Steuereinnahmen aus der Grunderwerbsteuer

Vor diesem Hintergrund ist die grunderwerbsteuerliche Begünstigung des Erwerbs nachhaltig bebauter Grundstücke als weiterer Anreiz ebenso geboten wie die Privilegierung selbstgenutzten Wohneigentums und sollte daher Teil der vom Bund vorgesehenen Förderprogramme werden. Immerhin hat sich das Aufkommen aus der Grunderwerbsteuer aufgrund der fortlaufenden Erhöhung des Steuersatzes sowie der gesetzlichen Erweiterungen seit 2007 verdreifacht, bzw. ist allein im Jahr 2021 um mehr als 13 % gestiegen. Die gewonnenen Mehreinnahmen könnten zur Gegenfinanzierung von Steuerbegünstigungen zugunsten des Klimaschutzes verwendet werden.

Davon unabhängig sollte die mit Wirkung zum 1. Juli 2021 umgesetzte Grunderwerbsteuerreform noch einmal kritisch überdacht werden. Für die ökologische Transformation des Gebäudesektors sind Privatinvestitionen mehr denn je erforderlich. Durch überbordende und kaum noch zielgerichtete Missbrauchsverhinderungsvorschriften werden diese unnötig erschwert.

Co-Autoren: Dr.
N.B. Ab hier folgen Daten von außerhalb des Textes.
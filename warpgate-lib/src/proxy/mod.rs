//! Health-checked pool of proxy endpoints.
//!
//! # Architecture
//!
//! - [`EndpointSource`]: provider of raw endpoint definitions, e.g. a [`ConfigDir`]
//! - [`ProxyEndpoint`]: a pooled endpoint with its health and load record
//! - [`ProxyPool`]: picks and leases the best endpoint, tracks outcomes
//! - [`Prober`]: reachability check driven by the pool's probe cycle
//! - [`PoolStats`]: read-only view for reporting

mod config;
mod endpoint;
mod loader;
mod pool;
mod probe;
mod stats;

pub use config::{
    DEFAULT_CONFIG_DIR, DEFAULT_FAILURE_THRESHOLD, DEFAULT_MAX_ENDPOINTS,
    DEFAULT_PER_ENDPOINT_CONCURRENCY, DEFAULT_PROBE_INTERVAL, DEFAULT_PROBE_TIMEOUT,
    DEFAULT_PROBE_URL, PoolConfig, Protocol,
};
pub use endpoint::{EndpointDefinition, EndpointId, ProxyEndpoint};
pub use loader::{
    ConfigDir, ConfigParseError, DEFAULT_ENDPOINT_HOST, DEFAULT_ENDPOINT_PORT, EndpointSource,
    InMemorySource, RawEndpointConfig, load_definitions,
};
pub use pool::{ProbeReport, ProxyPool};
pub use probe::{HttpProber, ProbeFailure, Prober};
pub use stats::{EndpointStats, PoolStats};
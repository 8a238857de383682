use serde::Serialize;

use super::endpoint::{EndpointId, ProxyEndpoint};

/// Read-only view of one pooled endpoint
#[derive(Debug, Clone, PartialEq, Serialize)]
pub struct EndpointStats {
    /// Identity
    pub id: EndpointId,
    /// Proxy URL
    pub url: String,
    /// Whether the endpoint is eligible for selection
    pub healthy: bool,
    /// Outstanding leases
    pub concurrent_requests: usize,
    /// Lease ceiling
    pub max_concurrent: usize,
    /// Recorded successes
    pub success_count: u64,
    /// Recorded failures
    pub error_count: u64,
    /// Success rate in percent
    pub success_rate: f64,
    /// Composite health score
    pub health_score: f64,
    /// Duration of the last probe in seconds
    pub response_time_secs: Option<f64>,
    /// Reason of the last failure
    pub last_error: Option<String>,
}

impl From<&ProxyEndpoint> for EndpointStats {
    fn from(endpoint: &ProxyEndpoint) -> Self {
        Self {
            id: endpoint.id().clone(),
            url: endpoint.url(),
            healthy: endpoint.is_healthy(),
            concurrent_requests: endpoint.concurrent_requests(),
            max_concurrent: endpoint.max_concurrent(),
            success_count: endpoint.success_count(),
            error_count: endpoint.error_count(),
            success_rate: round(endpoint.success_rate() * 100.0, 1),
            health_score: round(endpoint.health_score(), 3),
            response_time_secs: endpoint
                .response_time()
                .map(|rt| round(rt.as_secs_f64(), 2)),
            last_error: endpoint.last_error().map(ToString::to_string),
        }
    }
}

/// Aggregate view of a [`ProxyPool`](crate::ProxyPool)
#[derive(Debug, Clone, Default, PartialEq, Serialize)]
pub struct PoolStats {
    /// Pooled endpoints
    pub total: usize,
    /// Endpoints eligible for selection
    pub healthy: usize,
    /// Outstanding leases across the pool
    pub in_flight: usize,
    /// Mean of the last probe durations in seconds, over probed endpoints
    pub average_response_time: f64,
    /// Mean success rate in percent
    pub average_success_rate: f64,
    /// Per-endpoint details, ordered by id
    pub endpoints: Vec<EndpointStats>,
}

impl PoolStats {
    pub(crate) fn collect<'a>(endpoints: impl Iterator<Item = &'a ProxyEndpoint>) -> Self {
        let endpoints: Vec<EndpointStats> = endpoints.map(EndpointStats::from).collect();
        if endpoints.is_empty() {
            return Self::default();
        }

        let response_times: Vec<f64> = endpoints
            .iter()
            .filter_map(|e| e.response_time_secs)
            .collect();
        let rates: Vec<f64> = endpoints.iter().map(|e| e.success_rate).collect();

        Self {
            total: endpoints.len(),
            healthy: endpoints.iter().filter(|e| e.healthy).count(),
            in_flight: endpoints.iter().map(|e| e.concurrent_requests).sum(),
            average_response_time: round(mean(&response_times), 2),
            average_success_rate: round(mean(&rates), 1),
            endpoints,
        }
    }
}

fn mean(values: &[f64]) -> f64 {
    if values.is_empty() {
        return 0.0;
    }
    #[allow(clippy::cast_precision_loss)]
    let mean = values.iter().sum::<f64>() / values.len() as f64;
    mean
}

fn round(value: f64, decimals: i32) -> f64 {
    let factor = 10f64.powi(decimals);
    (value * factor).round() / factor
}

#[cfg(test)]
mod tests {
    use super::*;
    use crate::proxy::config::Protocol;
    use crate::proxy::endpoint::EndpointDefinition;
    use std::time::Duration;

    fn endpoint(name: &str) -> ProxyEndpoint {
        ProxyEndpoint::new(
            EndpointDefinition {
                id: EndpointId::from_definition_name(name),
                host: "127.0.0.1".to_string(),
                port: 40000,
            },
            Protocol::Socks5,
            4,
        )
    }

    #[test]
    fn test_empty_pool_stats() {
        let stats = PoolStats::collect(std::iter::empty());
        assert_eq!(stats, PoolStats::default());
    }

    #[test]
    fn test_aggregates() {
        let mut a = endpoint("a");
        a.success_count = 1;
        a.error_count = 1;
        a.response_time = Some(Duration::from_millis(1500));
        a.concurrent_requests = 2;
        let mut b = endpoint("b");
        b.healthy = false;
        b.error_count = 5;
        let c = endpoint("c");

        let stats = PoolStats::collect([&a, &b, &c].into_iter());
        assert_eq!(stats.total, 3);
        assert_eq!(stats.healthy, 2);
        assert_eq!(stats.in_flight, 2);
        // Only `a` has been probed
        assert!((stats.average_response_time - 1.5).abs() < f64::EPSILON);
        assert!((stats.average_success_rate - 50.0).abs() < f64::EPSILON);
        assert_eq!(stats.endpoints[1].last_error, None);
        assert!(!stats.endpoints[1].healthy);
    }
}
use anyhow::{Context, Result};

use super::ReportFormatter;
use crate::report::{ProbeSummary, RunReport, TierPreset};

pub(crate) struct Json;

impl ReportFormatter for Json {
    fn run(&self, report: &RunReport) -> Result<String> {
        serde_json::to_string_pretty(report).context("Cannot format results as JSON")
    }

    fn probe(&self, summary: &ProbeSummary) -> Result<String> {
        serde_json::to_string_pretty(summary).context("Cannot format pool stats as JSON")
    }

    fn tiers(&self, tiers: &[TierPreset]) -> Result<String> {
        serde_json::to_string_pretty(tiers).context("Cannot format tiers as JSON")
    }
}
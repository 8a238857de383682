//! Defines the colors used in the output of the CLI.

use console::Style;
use log::Level;
use std::sync::LazyLock;

pub(crate) static DIM: LazyLock<Style> = LazyLock::new(|| Style::new().dim());

pub(crate) static BOLD_GREEN: LazyLock<Style> =
    LazyLock::new(|| Style::new().color256(82).bold().bright());
pub(crate) static YELLOW: LazyLock<Style> = LazyLock::new(|| Style::new().yellow().bright());
pub(crate) static BOLD_YELLOW: LazyLock<Style> =
    LazyLock::new(|| Style::new().yellow().bold().bright());
pub(crate) static PINK: LazyLock<Style> = LazyLock::new(|| Style::new().color256(197));
pub(crate) static BOLD_PINK: LazyLock<Style> =
    LazyLock::new(|| Style::new().color256(197).bold());

// Used for debug log messages
pub(crate) static BLUE: LazyLock<Style> = LazyLock::new(|| Style::new().blue().bright());

/// Style of the `[LEVEL]` prefix of a log line
pub(crate) fn color_for_level(level: Level) -> &'static Style {
    match level {
        Level::Error => &BOLD_PINK,
        Level::Warn => &BOLD_YELLOW,
        Level::Info => &BOLD_GREEN,
        Level::Debug => &BLUE,
        Level::Trace => &DIM,
    }
}

// Write output using predefined colors
macro_rules! color {
    ($f:ident, $color:ident, $text:tt, $($tts:tt)*) => {
        write!($f, "{}", $color.apply_to(format!($text, $($tts)*)))
    };
}

pub(crate) use color;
Heinrich Fleischer, Dr. Carina Koll

Dieser Artikel wurde im Rahmen eines Tax & Law Special „Green Building“ veröffentlicht. Zur Gesamtausgabe kommen Sie hier.

Fazit

Es ist nicht zu übersehen, dass der Anwendungsbereich des Grunderwerbsteuergesetzes durch Neuregelungen fortlaufend erweitert wird, und zwar ohne besondere Rücksicht auf rechtssystematische Erwägungen. Die Steuerlegislation würde den Übergang zu einer modernen, ressourceneffizienten und wettbewerbsfähigen Immobilienwirtschaft im Sinne der Klimaziele besser fördern, wenn sie die Steuersätze senken und/oder Freibeträge einführen, missbräuchliche Gestaltungen zielgerichtet besteuern und eine praxistaugliche Konzernklausel formulieren würde. Die Ampelkoalition sollte dieses Projekt bald angehen.